Roland Jouvent
The Brain as Magician Publication date : January 3, 2013
When reviewing an argument mentally, or recounting it to someone else, we are prone to mix up what we really said with what we wish we had said, so that we come out looking much better. The brain is like a magician: it plays tricks on us. It is capable of giving us a picture of reality that is not a true copy, in order to give us pleasure, or to satisfy us, or simply to keep us from experiencing stress or displeasure.
Using clinical as well as neurobiological examples, Roland Jouvent explains how and why mental illnesses are dysfunctions of the brain as magician. When the brain fails to operate its magic, the psyche meets reality in a head-on collision — and collapses.
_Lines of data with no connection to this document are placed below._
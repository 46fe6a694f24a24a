use crate::tensor::{ITensor, Tensor, TensorBase, TensorView, TensorViewMut, fmt_dims};
use std::fmt::{Debug, Formatter, Write};

/// Writes `len` items separated by `sep`. When there are more than `max`,
/// only the first and last `max / 2` are written around a hidden count.
fn fmt_elided<I, T, F>(items: I, len: usize, max: usize, f: &mut Formatter, sep: &str, mut fmt: F) -> std::fmt::Result
where
    I: Iterator<Item = T>,
    F: FnMut(T, &mut Formatter) -> std::fmt::Result,
{
    let keep = max / 2;
    let hidden = if len > max { len - 2 * keep } else { 0 };
    for (i, item) in items.enumerate() {
        if hidden > 0 && (keep..keep + hidden).contains(&i) {
            if i == keep {
                write!(f, "{sep}...({hidden} hidden)")?;
            }
            continue;
        }
        if i > 0 {
            f.write_str(sep)?;
        }
        fmt(item, f)?;
    }
    Ok(())
}

const DEBUG_LIMIT_DIM_OUTER: usize = 5;
const DEBUG_LIMIT_DIM_INNER: usize = 10;

/// Writes the nested bracket form of a tensor, eliding the middle of long axes.
pub(crate) fn fmt_tensor_data<T>(t: TensorView<T>, f: &mut Formatter, depth: usize) -> std::fmt::Result
where
    T: Debug,
{
    if t.dims().is_empty() {
        return match t.as_slice().first() {
            Some(el) => Debug::fmt(el, f),
            None => f.write_str("[]"),
        };
    }
    f.write_char('[')?;
    if t.len() > 0 {
        if t.dims().len() < 2 {
            fmt_elided(t.iter(), t.len(), DEBUG_LIMIT_DIM_INNER, f, ", ", |el, f| Debug::fmt(el, f))?;
        } else {
            let indent = "   ".repeat(depth);
            let sep = format!(",\n{indent}   ");
            write!(f, "\n{indent}   ")?;
            fmt_elided(t.iter_first_axis(), t.dims()[0], DEBUG_LIMIT_DIM_OUTER, f, &sep, |row, f| {
                fmt_tensor_data(row, f, depth + 1)
            })?;
            write!(f, "\n{indent}")?;
        }
    }
    f.write_char(']')
}

fn format_tensor<T>(t: TensorView<T>, f: &mut Formatter) -> std::fmt::Result
where
    T: Debug,
{
    fmt_tensor_data(t, f, 0)?;
    write!(f, " dtype={} dims=", std::any::type_name::<T>())?;
    fmt_dims(t.dims(), f)?;
    write!(f, " len={}", t.len())
}

impl<T> Debug for Tensor<T>
where
    T: Debug,
{
    fn fmt(&self, f: &mut Formatter) -> std::fmt::Result {
        format_tensor(self.view(), f)
    }
}

impl<'a, T> Debug for TensorView<'a, T>
where
    T: Debug,
{
    fn fmt(&self, f: &mut Formatter) -> std::fmt::Result {
        format_tensor(*self, f)
    }
}

impl<'a, T> Debug for TensorViewMut<'a, T>
where
    T: Debug,
{
    fn fmt(&self, f: &mut Formatter) -> std::fmt::Result {
        format_tensor(TensorView::new_unchecked(self.as_ref(), self.dims()), f)
    }
}

#[cfg(test)]
mod test {
    use crate::tensor;
    use crate::tensor::Tensor;

    #[test]
    fn test_empty() {
        assert_eq!("[] dtype=i32 dims=(0) len=0", format!("{:?}", tensor![] as Tensor<i32>));
        assert_eq!("[] dtype=i32 dims=(2, 0) len=0", format!("{:?}", tensor![[], []] as Tensor<i32>));
        assert_eq!("[] dtype=i32 dims=(1, 2, 0) len=0", format!("{:?}", tensor![[[], []]] as Tensor<i32>));
    }

    #[test]
    fn test_scalar() {
        assert_eq!("7 dtype=i32 dims=() len=1", format!("{:?}", Tensor::scalar(7)));
    }

    #[test]
    fn test_small() {
        assert_eq!("[1, 2, 3, 4, 5] dtype=i32 dims=(5) len=5", format!("{:?}", tensor![1, 2, 3, 4, 5] as Tensor<i32>));
        assert_eq!(
            "[\n   [1, 2],\n   [3, 4]\n] dtype=i32 dims=(2, 2) len=4",
            format!("{:?}", tensor![[1, 2], [3, 4]] as Tensor<i32>)
        );
        assert_eq!(
            "[\n   [\n      [1, 2],\n      [3, 4],\n      [5, 6]\n   ]\n] dtype=i32 dims=(1, 3, 2) len=6",
            format!("{:?}", tensor![[[1, 2], [3, 4], [5, 6]]] as Tensor<i32>)
        );
    }

    #[test]
    fn test_large() {
        let a = Tensor::from_vec((0..200).collect::<Vec<i32>>(), (10, 20));
        let expected = r#"[
   [0, 1, 2, 3, 4, ...(10 hidden), 15, 16, 17, 18, 19],
   [20, 21, 22, 23, 24, ...(10 hidden), 35, 36, 37, 38, 39],
   ...(6 hidden),
   [160, 161, 162, 163, 164, ...(10 hidden), 175, 176, 177, 178, 179],
   [180, 181, 182, 183, 184, ...(10 hidden), 195, 196, 197, 198, 199]
] dtype=i32 dims=(10, 20) len=200"#;
        assert_eq!(expected, format!("{a:?}"))
    }
}
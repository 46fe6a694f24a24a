use crate::column::TensorRow;
use crate::tensor::{ITensor, Tensor, TensorView, TensorViewMut};
use approx::AbsDiffEq;
use std::iter::zip;

macro_rules! impl_tensor_approx_with {
    ($type_name: ident, $other: ident $(, $l: lifetime )?) => {
        impl<$($l,)?'b, T: AbsDiffEq> AbsDiffEq<$other<'b, T>> for $type_name<$($l,)?T> where T::Epsilon: Copy {
            type Epsilon = T::Epsilon;
            fn default_epsilon() -> Self::Epsilon {
                T::default_epsilon()
            }
            fn abs_diff_eq(&self, other: &$other<'b, T>, epsilon: Self::Epsilon) -> bool {
                self.dims() == other.dims() && zip(self.as_ref(), other.as_ref())
                    .all(|(a, b)| T::abs_diff_eq(a, b, epsilon))
            }
        }
    };
}

macro_rules! impl_tensor_approx {
    ($type_name: ident $(, $l: lifetime )?) => {
        impl<$($l,)?T: AbsDiffEq> AbsDiffEq<Tensor<T>> for $type_name<$($l,)?T> where T::Epsilon: Copy {
            type Epsilon = T::Epsilon;
            fn default_epsilon() -> Self::Epsilon {
                T::default_epsilon()
            }
            fn abs_diff_eq(&self, other: &Tensor<T>, epsilon: Self::Epsilon) -> bool {
                self.dims() == other.dims() && zip(self.as_ref(), other.as_ref())
                    .all(|(a, b)| T::abs_diff_eq(a, b, epsilon))
            }
        }
        impl_tensor_approx_with!($type_name, TensorView $(, $l)?);
        impl_tensor_approx_with!($type_name, TensorViewMut $(, $l)?);
        impl_tensor_approx_with!($type_name, TensorRow $(, $l)?);
    };
}

impl_tensor_approx!(Tensor);
impl_tensor_approx!(TensorView, 'a);
impl_tensor_approx!(TensorViewMut, 'a);
impl_tensor_approx!(TensorRow, 'a);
Jouvent's new approach to the brain — for which he was awarded a silver medal by the CNRS — explains why all forms of psychotherapy, from amulets to psychoanalysis and behaviourism, are effective, since each, in its own way, seeks to restore the brain's magic powers.
Instead of seeing the brain as a calculator, simulator, or machine, Roland Jouvent views it as a creator endowed with magic powers. He proposes a new theory of mental illnesses, such as manias and depression, and a new explanation of dreams.
This book will make you understand why the adventures of Harry Potter have been such a worldwide success — and not only among the young.
You will also understand why you were right to choose whatever form of psychotherapy that worked for you.
This fascinating, accessible, jargon-free book is illustrated with many clinical examples.
Roland Jouvent, a psychiatrist, is a senior research fellow at the Centre National de la Recherche Scientifique (CNRS). He heads the Laboratory on Personality and Adaptive Behaviour at Hôpital de la Salpêtrière, in Paris.